If this would be state capture, how has this happened in a functioning democracy? I tried to answer this question by looking at it from the other side. If I were intent on state capture, how would I go about it?

I would lobby representatives intensely and rather covertly, giving them some kickbacks, maybe even personal ones. I would seek to make money a key determinant of political success, so these same representatives needed me more than they needed their constituents. I would gerrymander constituencies and suppress voting. I would pay for all sorts of spurious reports and provide lots of disingenuous talking points like “jobs” and “no new taxes”. I would support politicians who would allow me to follow this agenda while distracting some of the public with anti-immigrant dog whistles, militarism and social policy items like abortion and gun control. And I would seek to control the press and other media.

Oh look, I’ve just described the current Republican policy playbook. State capture perhaps? And before Democrats and non Americans get too smug, please note that many of the same sacrifices have been incurred elsewhere and under democratic socialist governments.

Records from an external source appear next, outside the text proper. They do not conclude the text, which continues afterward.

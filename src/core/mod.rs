//! Core module - identity, storage and the pieces the wizard is built on

pub mod backend;
pub mod config;
pub mod draft;
pub mod identity;
pub mod project;
pub mod session;
pub mod submission;

pub use backend::{ApiError, Backend};
pub use config::Config;
pub use draft::{Draft, DraftStore, DraftStoreError, FileDraftStore, MemoryDraftStore};
pub use identity::{IdParseError, RecordId, RecordPrefix};
pub use project::{Project, ProjectError};
pub use session::{Session, SessionFile};
pub use submission::{
    IncompleteDraftError, SubmissionAssembler, SubmissionPayload, SubmissionReceipt,
    SubmissionTarget, SubmitFailure, SubmitResult,
};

I wish everyone a blessed Christmas and peaceful 2019, and perhaps some momentum against this state capture. I realise that there is one major current topic that I have not found inspiration to blog about; the slow motion train wreck in my homeland that is Brexit. That could maybe be described as the opposite of state capture – something like wilful state surrender benefitting nobody. I’ll try to rectify that in January.      

Wednesday, December 12, 2018

Why Iran?

There is a drumbeat against Iran across the US establishment, led by the Trump administration but echoed across much of Congress. I have been asking myself the question: why?

I get little help by parsing the public statements of US officials. Various platitudinous phrases appear repeatedly. Iran is supposedly the world’s leading sponsor of state terrorism. Its regime is controlled by mullahs who undertake severe cruelty on their own people and are determined to destroy Israel and the US.

Let us try to understand these one by one. Terrorism is a hard word to define and is inevitably loaded. Most credibly, it can be defined as a tactic of violence intended to sow chaos (terror) among innocent citizens. If it is state sponsored, then that excludes small groups acting independently of a state.

By this definition ISIL and Al Qaeda are terrorists. But if they state sponsored, it is not by Iran, an overwhelmingly a Shia Muslim nation while both groups are promoting Sunni goals. We can argue that Saudi Arabia and Pakistan are sponsors, and also elements close to the state in Iraq and Syria, but not Iran.

When the US refers to terrorists sponsored by Iran, they usually mention Hezbollah in Lebanon and Syria, Hamas in Gaza, and the Houthi rebels in Yemen. I may be wrong, but I am not sure any of these qualify. The stated goal of Hezbollah is to defend Lebanon and Syria from Sunni Islamist forces. In Lebanon they have generally tried to promote prosperity rather than chaos. In Syria they have become participants in Assad’s civil war, but are not the main source of civilian terror. In Gaza, Hamas has been corrupt and incompetent, but it surely has the interest of its citizens at heart. In Yemen, the conflict started with blame on both sides, but the Saudi side has certainly been the one sowing most chaos among the innocent.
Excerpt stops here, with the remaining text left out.